»»
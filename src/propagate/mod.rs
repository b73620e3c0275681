//! The context-propagation pipeline.
//!
//! Orchestrates one full run: locate candidate declarations, confirm the
//! right one with the operator, resolve its absolute byte span, list every
//! reference through the external finder, rewrite each call site in the
//! order reported, rewrite the declaration itself last, and hand the set of
//! impacted files to the formatter. Files are processed strictly
//! sequentially; the only blocking is on operator input between edits.

use crate::apply::{self, EditOutcome};
use crate::confirm::Confirmer;
use crate::error::Result;
use crate::locate::offset::{calculate_function_offset, calculate_interface_offset};
use crate::locate::{parse_locator_output, parse_referrer_output, TargetKind};
use crate::tools::{Formatter, LocatorQuery, ReferenceSource};
use serde::Serialize;
use std::collections::BTreeSet;
use std::path::PathBuf;

/// Inputs for one propagation run.
#[derive(Debug, Clone)]
pub struct PropagateConfig {
    /// File expected to contain the target's declaration.
    pub file: PathBuf,
    /// Target identifier name.
    pub identifier: String,
    /// Whether the target is a function or an interface method.
    pub kind: TargetKind,
}

/// Summary of a completed propagation run.
#[derive(Debug, Clone, Default, Serialize)]
pub struct PropagationReport {
    /// Target identifier name.
    pub identifier: String,
    /// Target identifier kind.
    pub kind: String,
    /// Declaration candidates reported by the locator.
    pub candidates: usize,
    /// Candidates the operator confirmed.
    pub candidates_confirmed: usize,
    /// Call sites reported by the reference finder.
    pub call_sites: usize,
    /// Call sites rewritten.
    pub call_sites_rewritten: usize,
    /// Call sites the operator declined.
    pub call_sites_declined: usize,
    /// Declaration lines rewritten.
    pub declarations_rewritten: usize,
    /// De-duplicated files that received at least one applied edit.
    pub impacted_files: Vec<String>,
}

/// Run the full propagation pipeline for one target identifier.
///
/// Per-candidate failures (an identifier that cannot be located on its
/// reported line, malformed reference-finder output) abort that candidate
/// only and the run proceeds to the next; no edit is ever applied from
/// partial data. Impacted files are formatted once each, in path order.
pub fn run_propagation(
    config: &PropagateConfig,
    source: &dyn ReferenceSource,
    formatter: &dyn Formatter,
    confirmer: &mut dyn Confirmer,
) -> Result<PropagationReport> {
    let mut report = PropagationReport {
        identifier: config.identifier.clone(),
        kind: config.kind.as_str().to_string(),
        ..PropagationReport::default()
    };

    let query = LocatorQuery {
        file: config.file.clone(),
        identifier: config.identifier.clone(),
        kind: config.kind,
    };

    let raw = source.locate_declarations(&query)?;
    let candidates = parse_locator_output(&raw, &config.file)?;
    report.candidates = candidates.len();

    if candidates.is_empty() {
        log::warn!(
            "No declaration candidates for '{}' in {}",
            config.identifier,
            config.file.display()
        );
        return Ok(report);
    }

    let mut impacted: BTreeSet<PathBuf> = BTreeSet::new();

    for candidate in &candidates {
        let prompt = format!(
            "Is this the correct {}?\n  {} => {}",
            config.kind.as_str(),
            candidate.start_line,
            candidate.text
        );
        if !confirmer.confirm(&prompt)? {
            log::info!("skipping to the next {}", config.kind.as_str());
            continue;
        }
        report.candidates_confirmed += 1;

        let span = match config.kind {
            TargetKind::Function => {
                calculate_function_offset(&candidate.text, &config.identifier, candidate.start_offset)
            }
            TargetKind::Interface => {
                calculate_interface_offset(&candidate.text, &config.identifier, candidate.start_offset)
            }
        };
        let (start, end) = match span {
            Ok(span) => span,
            Err(e) => {
                log::error!("Skipping candidate at line {}: {}", candidate.start_line, e);
                continue;
            }
        };

        let raw_references = source.find_referrers(&config.file, start, end)?;
        let references = match parse_referrer_output(&raw_references) {
            Ok(references) => references,
            Err(e) => {
                log::error!("Skipping candidate at line {}: {}", candidate.start_line, e);
                continue;
            }
        };

        if references.is_empty() {
            log::warn!(
                "Reference finder returned nothing for '{}'",
                config.identifier
            );
            continue;
        }

        // The first reference is always the declaration itself; it is
        // rewritten last so call-site line numbers stay valid.
        let declaration = &references[0];
        let call_sites = &references[1..];
        report.call_sites += call_sites.len();

        for site in call_sites {
            match apply::rewrite_call_site(
                &site.path,
                &config.identifier,
                site.start_line - 1,
                confirmer,
            ) {
                Ok(result) => match result.outcome {
                    EditOutcome::Applied => {
                        report.call_sites_rewritten += 1;
                        impacted.insert(result.path);
                    }
                    EditOutcome::Declined => report.call_sites_declined += 1,
                    EditOutcome::Unchanged => {}
                },
                Err(e) => log::error!(
                    "Skipping call site {}:{}: {}",
                    site.path.display(),
                    site.start_line,
                    e
                ),
            }
        }

        match apply::rewrite_declaration(
            &declaration.path,
            &config.identifier,
            declaration.start_line - 1,
            config.kind,
            confirmer,
        ) {
            Ok(result) => {
                if result.outcome == EditOutcome::Applied {
                    report.declarations_rewritten += 1;
                    impacted.insert(result.path);
                }
            }
            Err(e) => log::error!(
                "Skipping declaration {}:{}: {}",
                declaration.path.display(),
                declaration.start_line,
                e
            ),
        }
    }

    for path in &impacted {
        if let Err(e) = formatter.format_file(path) {
            log::error!("Formatter failed for {}: {}", path.display(), e);
        }
    }

    report.impacted_files = impacted
        .iter()
        .map(|path| path.display().to_string())
        .collect();

    Ok(report)
}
««
Whenever the word "ReferenceSource" appears in a line above, copy that line.

use crate::tools::{Formatter, LocatorQuery, ReferenceSource};
    source: &dyn ReferenceSource,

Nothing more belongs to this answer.